** RECORDS FOR THE TASK follows **

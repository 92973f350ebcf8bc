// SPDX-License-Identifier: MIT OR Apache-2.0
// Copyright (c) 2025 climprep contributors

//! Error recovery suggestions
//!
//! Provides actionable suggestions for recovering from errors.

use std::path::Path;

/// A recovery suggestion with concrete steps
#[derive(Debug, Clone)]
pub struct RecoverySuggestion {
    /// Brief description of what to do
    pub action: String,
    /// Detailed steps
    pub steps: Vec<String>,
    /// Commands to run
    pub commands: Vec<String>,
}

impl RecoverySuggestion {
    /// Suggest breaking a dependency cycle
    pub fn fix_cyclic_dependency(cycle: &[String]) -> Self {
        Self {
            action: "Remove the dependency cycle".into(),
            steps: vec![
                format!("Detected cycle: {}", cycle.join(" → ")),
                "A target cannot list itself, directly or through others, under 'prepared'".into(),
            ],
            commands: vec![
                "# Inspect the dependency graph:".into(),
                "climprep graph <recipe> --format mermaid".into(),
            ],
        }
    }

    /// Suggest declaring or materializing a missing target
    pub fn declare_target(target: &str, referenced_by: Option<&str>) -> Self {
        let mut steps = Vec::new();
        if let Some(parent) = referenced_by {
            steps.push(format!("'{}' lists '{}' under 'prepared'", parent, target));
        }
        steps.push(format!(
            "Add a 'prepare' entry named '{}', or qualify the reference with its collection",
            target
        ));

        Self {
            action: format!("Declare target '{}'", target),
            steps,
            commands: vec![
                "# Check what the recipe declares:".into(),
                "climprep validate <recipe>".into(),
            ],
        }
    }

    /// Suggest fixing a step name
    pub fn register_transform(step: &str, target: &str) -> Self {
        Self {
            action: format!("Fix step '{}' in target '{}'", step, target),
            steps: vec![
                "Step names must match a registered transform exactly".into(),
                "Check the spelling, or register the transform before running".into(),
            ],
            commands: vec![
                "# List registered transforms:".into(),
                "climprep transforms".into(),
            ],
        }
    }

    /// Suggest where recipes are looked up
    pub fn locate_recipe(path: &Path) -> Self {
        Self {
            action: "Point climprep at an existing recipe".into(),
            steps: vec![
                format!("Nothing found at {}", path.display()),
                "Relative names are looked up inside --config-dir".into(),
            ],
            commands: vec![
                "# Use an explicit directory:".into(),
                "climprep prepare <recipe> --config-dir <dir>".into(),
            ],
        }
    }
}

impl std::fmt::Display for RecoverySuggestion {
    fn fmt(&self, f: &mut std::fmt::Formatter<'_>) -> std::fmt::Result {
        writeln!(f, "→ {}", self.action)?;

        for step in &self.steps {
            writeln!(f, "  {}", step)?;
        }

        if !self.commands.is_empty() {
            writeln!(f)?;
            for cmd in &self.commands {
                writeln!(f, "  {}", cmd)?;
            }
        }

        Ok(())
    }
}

** End of RECORDS FOR THE TASK **

§ **WORK TO COMPLETE**
The entries above should be set down again exactly as they appear.

§ **SOLUTION TO THIS PROBLEM**
repository 92973f350ebcf8bc
// SPDX-License-Identifier: MIT OR Apache-2.0
// Copyright (c) 2025 climprep contributors

//! Error recovery suggestions
//!
//! Provides actionable suggestions for recovering from errors.

use std::path::Path;

/// A recovery suggestion with concrete steps
#[derive(Debug, Clone)]
pub struct RecoverySuggestion {
    /// Brief description of what to do
    pub action: String,
    /// Detailed steps
    pub steps: Vec<String>,
    /// Commands to run
    pub commands: Vec<String>,
}

impl RecoverySuggestion {
    /// Suggest breaking a dependency cycle
    pub fn fix_cyclic_dependency(cycle: &[String]) -> Self {
        Self {
            action: "Remove the dependency cycle".into(),
            steps: vec![
                format!("Detected cycle: {}", cycle.join(" → ")),
                "A target cannot list itself, directly or through others, under 'prepared'".into(),
            ],
            commands: vec![
                "# Inspect the dependency graph:".into(),
                "climprep graph <recipe> --format mermaid".into(),
            ],
        }
    }

    /// Suggest declaring or materializing a missing target
    pub fn declare_target(target: &str, referenced_by: Option<&str>) -> Self {
        let mut steps = Vec::new();
        if let Some(parent) = referenced_by {
            steps.push(format!("'{}' lists '{}' under 'prepared'", parent, target));
        }
        steps.push(format!(
            "Add a 'prepare' entry named '{}', or qualify the reference with its collection",
            target
        ));

        Self {
            action: format!("Declare target '{}'", target),
            steps,
            commands: vec![
                "# Check what the recipe declares:".into(),
                "climprep validate <recipe>".into(),
            ],
        }
    }

    /// Suggest fixing a step name
    pub fn register_transform(step: &str, target: &str) -> Self {
        Self {
            action: format!("Fix step '{}' in target '{}'", step, target),
            steps: vec![
                "Step names must match a registered transform exactly".into(),
                "Check the spelling, or register the transform before running".into(),
            ],
            commands: vec![
                "# List registered transforms:".into(),
                "climprep transforms".into(),
            ],
        }
    }

    /// Suggest where recipes are looked up
    pub fn locate_recipe(path: &Path) -> Self {
        Self {
            action: "Point climprep at an existing recipe".into(),
            steps: vec![
                format!("Nothing found at {}", path.display()),
                "Relative names are looked up inside --config-dir".into(),
            ],
            commands: vec![
                "# Use an explicit directory:".into(),
                "climprep prepare <recipe> --config-dir <dir>".into(),
            ],
        }
    }
}

impl std::fmt::Display for RecoverySuggestion {
    fn fmt(&self, f: &mut std::fmt::Formatter<'_>) -> std::fmt::Result {
        writeln!(f, "→ {}", self.action)?;

        for step in &self.steps {
            writeln!(f, "  {}", step)?;
        }

        if !self.commands.is_empty() {
            writeln!(f)?;
            for cmd in &self.commands {
                writeln!(f, "  {}", cmd)?;
            }
        }

        Ok(())
    }
}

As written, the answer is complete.